The simplifying assumption here is how to deal with the necron's natural save of 4+ followed by the 5+ reanimation save. Combining them together grants the necron an effective save of 3+ (i.e. it saves half of all regular wounds, followed by ignoring one third of those that get through).
Let's resolve the bolt pistol shot first. It hits on 3+ and wounds on 4+. In other words a 0.33 chance of wounding. Using the effective save of 3+ (as above), the necron will suffer 0.11 wounds per shooting, charging Khorne berzerker.
When the berzerker makes close combat, he will have furious charge (assuming that this hasn't been denied to him thanks to the adaptive tactical genius that is Nemesor Zahndrekh). The berzerker attacks first and is hitting on 3+ and wounding on 3+. That means 0.44 wounds per attack. The berzerker has 4 attacks on the charge, which will lead to 1.76 wounds landing. Of these, the necron will fail to save 0.59.
Combining this melee result with the above shooting means that a singular, regular Khorne berzerker will cause 0.7 unsaved (and non-reanimated) wound when charging. Phew! I was worried that that would work out a lot worse!
Just remember that this little excercise is nothing more than a model.
ReplyDeleteWhile their save and RP statistically average out at the indicated values it doesn't contain the entire image.
Mainly that if they run away, the downed models die, if they get swept in CC, the entire unit is dead.

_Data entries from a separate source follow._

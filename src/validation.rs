//! Brute-force checks of a finished point set.
//!
//! These do not use the background grid at all, so they make a useful independent check of
//! the sampler. Pair checks are quadratic in the number of points and run in parallel.

use rayon::prelude::*;

use crate::domain::Domain;
use crate::samples::Samples;

/// The first property a point set was found to break.
#[derive(Clone, Copy, Debug, PartialEq)]
pub enum Violation {
    /// Points have a different number of coordinates than the domain has axes.
    DimensionMismatch { expected: usize, found: usize },
    /// A coordinate lies outside `[0, extent_d)`.
    OutOfDomain { index: usize },
    /// Two points are closer than the minimum distance.
    TooClose { a: usize, b: usize, distance: f64 },
}

fn distance_sq(a: &[f64], b: &[f64]) -> f64 {
    a.iter().zip(b).map(|(x, y)| (x - y) * (x - y)).sum()
}

/// Smallest distance between any two points, or `None` for fewer than two points.
pub fn min_pairwise_distance(samples: &Samples) -> Option<f64> {
    if samples.len() < 2 {
        return None;
    }
    let points = samples.as_flat();
    let dim = samples.dimension();
    let n = samples.len();

    let min_sq = (0..n)
        .into_par_iter()
        .map(|i| {
            let a = &points[i * dim..(i + 1) * dim];
            ((i + 1)..n)
                .map(|j| distance_sq(a, &points[j * dim..(j + 1) * dim]))
                .fold(f64::INFINITY, f64::min)
        })
        .reduce(|| f64::INFINITY, f64::min);
    Some(min_sq.sqrt())
}

/// Checks dimension, domain containment and minimum distance of every point.
pub fn verify(samples: &Samples, domain: &Domain, min_distance: f64) -> Result<(), Violation> {
    if samples.dimension() != domain.dimension() {
        return Err(Violation::DimensionMismatch {
            expected: domain.dimension(),
            found: samples.dimension(),
        });
    }

    if let Some(index) = samples.iter().position(|p| !domain.contains(p)) {
        return Err(Violation::OutOfDomain { index });
    }

    let points = samples.as_flat();
    let dim = samples.dimension();
    let n = samples.len();
    let r_sq = min_distance * min_distance;

    let clash = (0..n).into_par_iter().find_map_first(|i| {
        let a = &points[i * dim..(i + 1) * dim];
        ((i + 1)..n).find_map(|j| {
            let d2 = distance_sq(a, &points[j * dim..(j + 1) * dim]);
            (d2 < r_sq).then(|| Violation::TooClose {
                a: i,
                b: j,
                distance: d2.sqrt(),
            })
        })
    });

    match clash {
        Some(v) => Err(v),
        None => Ok(()),
    }
}

#[cfg(test)]
mod tests {
    use super::*;

    #[test]
    fn test_min_pairwise_distance() {
        let samples = Samples::from_flat(2, vec![0.0, 0.0, 3.0, 4.0, 0.0, 1.0]).unwrap();
        assert!((min_pairwise_distance(&samples).unwrap() - 1.0).abs() < 1e-12);

        let single = Samples::from_flat(2, vec![0.5, 0.5]).unwrap();
        assert_eq!(min_pairwise_distance(&single), None);
    }

    #[test]
    fn test_verify_reports_violations() {
        let domain = Domain::new(vec![1.0, 1.0]).unwrap();

        let ok = Samples::from_flat(2, vec![0.1, 0.1, 0.5, 0.5]).unwrap();
        assert_eq!(verify(&ok, &domain, 0.2), Ok(()));

        let outside = Samples::from_flat(2, vec![0.1, 0.1, 1.0, 0.5]).unwrap();
        assert_eq!(verify(&outside, &domain, 0.2), Err(Violation::OutOfDomain { index: 1 }));

        let close = Samples::from_flat(2, vec![0.1, 0.1, 0.9, 0.9, 0.1, 0.15]).unwrap();
        match verify(&close, &domain, 0.2) {
            Err(Violation::TooClose { a, b, distance }) => {
                assert_eq!((a, b), (0, 2));
                assert!((distance - 0.05).abs() < 1e-12);
            }
            other => panic!("unexpected {:?}", other),
        }

        let flat = Samples::from_flat(3, vec![0.1, 0.1, 0.1]).unwrap();
        assert!(matches!(
            verify(&flat, &domain, 0.2),
            Err(Violation::DimensionMismatch { expected: 2, found: 3 })
        ));
    }
}
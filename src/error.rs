//! Error types for the sampler.

use thiserror::Error;

/// Everything that can go wrong while configuring or running a sampler.
#[derive(Error, Debug, Clone, PartialEq)]
pub enum SamplingError {
    /// A configuration value is out of range. Construction refuses to proceed.
    #[error("invalid parameter: {0}")]
    InvalidParameter(String),

    /// The background grid would need more cells than the configured ceiling.
    #[error("background grid needs {cells} cells, limit is {limit}")]
    ResourceLimitExceeded { cells: f64, limit: usize },

    /// An internal invariant was broken. This is a defect, not a recoverable condition.
    #[error("invalid state: {0}")]
    InvalidState(String),

    /// A serialized configuration could not be parsed.
    #[error("configuration error: {0}")]
    Config(String),
}

impl From<serde_json::Error> for SamplingError {
    fn from(e: serde_json::Error) -> Self {
        SamplingError::Config(e.to_string())
    }
}

pub type Result<T> = std::result::Result<T, SamplingError>;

Also, the statistic averages you come out with is subject to two dierolls which again influence the overall results since on the first roll the necron has 3 out of 6 possibly failure outcomes and on it's RP, assuming it has one, it's 4 out of 6 chances for failure.
Indeed, if the necrons run, the reanimation protocols (RP) fail to activate. Therefore the "model" represents a worse case scenario rather than the full on-table action.